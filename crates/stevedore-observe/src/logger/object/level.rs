use std::{convert::TryFrom, str::FromStr};

use serde::{Deserialize, Serialize};
use tracing_subscriber::EnvFilter;

use crate::logger::LoggerError;

/// Validated `tracing_subscriber::EnvFilter` expression.
///
/// Besides plain levels (`debug`, `info`, ...) per-target directives are accepted,
/// e.g. `stevedore_core::scheduler=trace,info`.
#[derive(Debug, Clone, Serialize, Deserialize)]
#[serde(try_from = "String")]
#[serde(into = "String")]
pub struct LoggerLevel(String);

impl LoggerLevel {
    /// # Examples
    /// ```
    /// use stevedore_observe::LoggerLevel;
    ///
    /// let lvl = LoggerLevel::new("warn").unwrap();
    /// assert_eq!(lvl.as_str(), "warn");
    /// ```
    pub fn new(s: impl Into<String>) -> Result<Self, LoggerError> {
        Self::try_from(s.into())
    }

    #[inline]
    pub fn as_str(&self) -> &str {
        &self.0
    }

    pub fn to_env_filter(&self) -> EnvFilter {
        EnvFilter::try_new(self.as_str()).expect("LoggerLevel is always valid after construction")
    }
}

impl Default for LoggerLevel {
    fn default() -> Self {
        Self("info".to_string())
    }
}

impl FromStr for LoggerLevel {
    type Err = LoggerError;
    fn from_str(s: &str) -> Result<Self, Self::Err> {
        Self::try_from(s.to_owned())
    }
}

impl TryFrom<String> for LoggerLevel {
    type Error = LoggerError;
    fn try_from(s: String) -> Result<Self, Self::Error> {
        let s = normalize(&s);
        match EnvFilter::try_new(&s) {
            Ok(_) => Ok(LoggerLevel(s)),
            Err(e) => Err(LoggerError::InvalidLevel(format!("{s}: {e}"))),
        }
    }
}

/// Lowercases the expression and maps the long level names `warning` and `critical`.
fn normalize(s: &str) -> String {
    let s = s.trim().to_ascii_lowercase();
    match s.as_str() {
        "warning" => "warn".to_string(),
        "critical" | "fatal" => "error".to_string(),
        _ => s,
    }
}

impl From<LoggerLevel> for String {
    fn from(l: LoggerLevel) -> Self {
        l.0
    }
}
//! Human-readable durations such as `"2 weeks"`, `"1h30m"` or `"0.5 day"`.

pub const SECONDS_PER_MINUTE: u64 = 60;
pub const SECONDS_PER_HOUR: u64 = 3_600;
pub const SECONDS_PER_DAY: u64 = 86_400;
pub const SECONDS_PER_WEEK: u64 = 604_800;

fn unit_seconds(c: char) -> Option<u64> {
    match c.to_ascii_lowercase() {
        's' => Some(1),
        'm' => Some(SECONDS_PER_MINUTE),
        'h' => Some(SECONDS_PER_HOUR),
        'd' => Some(SECONDS_PER_DAY),
        'w' => Some(SECONDS_PER_WEEK),
        _ => None,
    }
}

/// Parse a duration made of `<number><unit>` pairs into whole seconds.
///
/// Only the first letter of a unit word counts (`2 weeks` reads as `2w`), everything after it up
/// to the next digit is ignored. A trailing number without unit is taken as seconds.
/// Returns `None` for malformed numbers or a unit without a preceding number.
///
/// # Examples
/// ```
/// use stevedore_model::parse_duration;
///
/// assert_eq!(parse_duration("2 weeks"), Some(1_209_600));
/// assert_eq!(parse_duration("1h 30m"), Some(5_400));
/// assert_eq!(parse_duration("0.5 day"), Some(43_200));
/// assert_eq!(parse_duration("1.2.3s"), None);
/// ```
pub fn parse_duration(text: &str) -> Option<u64> {
    let mut total = 0f64;
    let mut number = String::new();
    let mut skipping = false;

    for c in text.chars() {
        if c.is_ascii_digit() || c == '.' {
            skipping = false;
            number.push(c);
            continue;
        }
        if skipping {
            continue;
        }
        if let Some(factor) = unit_seconds(c) {
            let value: f64 = number.parse().ok()?;
            total += value * factor as f64;
            number.clear();
            skipping = true;
        }
    }

    if !number.is_empty() {
        total += number.parse::<f64>().ok()?;
    }
    Some(total as u64)
}

/// Split seconds into `(weeks, days, hours, minutes, seconds)`.
pub fn decompose(seconds: u64) -> (u64, u64, u64, u64, u64) {
    let weeks = seconds / SECONDS_PER_WEEK;
    let rest = seconds % SECONDS_PER_WEEK;
    let days = rest / SECONDS_PER_DAY;
    let rest = rest % SECONDS_PER_DAY;
    let hours = rest / SECONDS_PER_HOUR;
    let rest = rest % SECONDS_PER_HOUR;
    let minutes = rest / SECONDS_PER_MINUTE;
    (weeks, days, hours, minutes, rest % SECONDS_PER_MINUTE)
}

---------------

▶ [EXERCISE]: Where a line above holds the string "Option", copy that line.

▶ [RESPONSE FOR THIS EXERCISE]:
fn unit_seconds(c: char) -> Option<u64> {
pub fn parse_duration(text: &str) -> Option<u64> {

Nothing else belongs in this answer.